Return every line of the data that contains the string "ServerSection".

⟨

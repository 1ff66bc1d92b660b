//! 应用配置：从 config/default.toml 与环境变量加载
//!
//! 加载顺序：先读 TOML 文件，再用环境变量 `BUILDLEARN__*` 覆盖（双下划线表示嵌套，如 `BUILDLEARN__POLLER__INTERVAL_SECS=2`）。
//! Telegram token 额外兼容 `TELEGRAM_BOT_TOKEN`。

use std::path::PathBuf;

use serde::Deserialize;

/// 应用配置根（对应 config/default.toml 的顶层）
#[derive(Debug, Clone, Deserialize, Default)]
#[serde(default)]
pub struct AppConfig {
    pub server: ServerSection,
    pub opencode: OpencodeSection,
    pub poller: PollerSection,
    pub database: DatabaseSection,
    pub telegram: TelegramSection,
    pub intake: IntakeSection,
}

/// [server] 段：HTTP 监听地址
#[derive(Debug, Clone, Deserialize)]
pub struct ServerSection {
    #[serde(default = "default_bind")]
    pub bind: String,
}

impl Default for ServerSection {
    fn default() -> Self {
        Self {
            bind: default_bind(),
        }
    }
}

fn default_bind() -> String {
    "0.0.0.0:3456".to_string()
}

/// [opencode] 段：Agent 服务地址与请求超时
#[derive(Debug, Clone, Deserialize)]
pub struct OpencodeSection {
    #[serde(default = "default_opencode_url")]
    pub url: String,
    #[serde(default = "default_request_timeout_secs")]
    pub request_timeout_secs: u64,
}

impl Default for OpencodeSection {
    fn default() -> Self {
        Self {
            url: default_opencode_url(),
            request_timeout_secs: default_request_timeout_secs(),
        }
    }
}

fn default_opencode_url() -> String {
    "http://localhost:4096".to_string()
}

fn default_request_timeout_secs() -> u64 {
    10
}

/// [poller] 段：探测间隔与最长等待（秒）
#[derive(Debug, Clone, Deserialize)]
pub struct PollerSection {
    #[serde(default = "default_interval_secs")]
    pub interval_secs: u64,
    #[serde(default = "default_max_duration_secs")]
    pub max_duration_secs: u64,
}

impl Default for PollerSection {
    fn default() -> Self {
        Self {
            interval_secs: default_interval_secs(),
            max_duration_secs: default_max_duration_secs(),
        }
    }
}

fn default_interval_secs() -> u64 {
    5
}

fn default_max_duration_secs() -> u64 {
    30 * 60
}

/// [database] 段：SQLite 文件路径
#[derive(Debug, Clone, Deserialize)]
pub struct DatabaseSection {
    #[serde(default = "default_db_path")]
    pub path: PathBuf,
}

impl Default for DatabaseSection {
    fn default() -> Self {
        Self {
            path: default_db_path(),
        }
    }
}

fn default_db_path() -> PathBuf {
    PathBuf::from("research/history.db")
}

/// [telegram] 段：未配置 token 时不发送任何通知
#[derive(Debug, Clone, Deserialize)]
pub struct TelegramSection {
    pub bot_token: Option<String>,
    #[serde(default = "default_telegram_api_base")]
    pub api_base: String,
}

impl Default for TelegramSection {
    fn default() -> Self {
        Self {
            bot_token: None,
            api_base: default_telegram_api_base(),
        }
    }
}

impl TelegramSection {
    /// 配置优先，其次 TELEGRAM_BOT_TOKEN；空串视为未配置
    pub fn resolve_token(&self) -> Option<String> {
        self.bot_token
            .clone()
            .or_else(|| std::env::var("TELEGRAM_BOT_TOKEN").ok())
            .filter(|t| !t.trim().is_empty())
    }
}

fn default_telegram_api_base() -> String {
    "https://api.telegram.org".to_string()
}

/// [intake] 段：研究产出目录与列表分页
#[derive(Debug, Clone, Deserialize)]
pub struct IntakeSection {
    #[serde(default = "default_research_root")]
    pub research_root: String,
    #[serde(default = "default_list_limit")]
    pub list_limit_default: usize,
    #[serde(default = "default_list_limit_max")]
    pub list_limit_max: usize,
}

impl Default for IntakeSection {
    fn default() -> Self {
        Self {
            research_root: default_research_root(),
            list_limit_default: default_list_limit(),
            list_limit_max: default_list_limit_max(),
        }
    }
}

fn default_research_root() -> String {
    "./research".to_string()
}

fn default_list_limit() -> usize {
    50
}

fn default_list_limit_max() -> usize {
    100
}

/// 从 config 目录加载配置，环境变量 BUILDLEARN__* 可覆盖
///
/// 1. 按顺序查找 config/default.toml、../config/default.toml、default.toml，找到则作为第一源
/// 2. 若传入 config_path 且文件存在，则追加该文件（可覆盖前面的键）
/// 3. 最后叠加环境变量 BUILDLEARN__*（双下划线表示嵌套键）
pub fn load_config(config_path: Option<PathBuf>) -> Result<AppConfig, config::ConfigError> {
    let mut builder = config::Config::builder();

    let default_names = ["config/default", "../config/default", "default"];
    for name in default_names {
        let path = format!("{}.toml", name);
        if std::path::Path::new(&path).exists() {
            builder = builder.add_source(config::File::with_name(name).required(false));
            break;
        }
    }

    if let Some(ref path) = config_path {
        if path.exists() {
            builder = builder.add_source(config::File::from(path.clone()).required(false));
        }
    }

    builder = builder.add_source(
        config::Environment::with_prefix("BUILDLEARN")
            .separator("__")
            .try_parsing(true),
    );

    let c = builder.build()?;
    c.try_deserialize()
}

#[cfg(test)]
mod tests {
    use super::*;

    #[test]
    fn test_defaults_match_reference_timing() {
        let cfg = AppConfig::default();
        assert_eq!(cfg.poller.interval_secs, 5);
        assert_eq!(cfg.poller.max_duration_secs, 1800);
        assert_eq!(cfg.opencode.url, "http://localhost:4096");
        assert_eq!(cfg.server.bind, "0.0.0.0:3456");
        assert_eq!(cfg.database.path, PathBuf::from("research/history.db"));
        assert_eq!(cfg.intake.list_limit_max, 100);
    }

    #[test]
    fn test_load_config_from_explicit_file() {
        let dir = tempfile::tempdir().unwrap();
        let path = dir.path().join("custom.toml");
        std::fs::write(
            &path,
            "[poller]\ninterval_secs = 2\n\n[telegram]\nbot_token = \"123:abc\"\n",
        )
        .unwrap();

        let cfg = load_config(Some(path)).unwrap();
        assert_eq!(cfg.poller.interval_secs, 2);
        assert_eq!(cfg.poller.max_duration_secs, 1800);
        assert_eq!(cfg.telegram.resolve_token().as_deref(), Some("123:abc"));
    }

    #[test]
    fn test_blank_token_is_unconfigured() {
        let section = TelegramSection {
            bot_token: Some("  ".to_string()),
            ..TelegramSection::default()
        };
        assert!(section.resolve_token().is_none());
    }
}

⟩

## [Answer box]
    pub server: ServerSection,
pub struct ServerSection {
impl Default for ServerSection {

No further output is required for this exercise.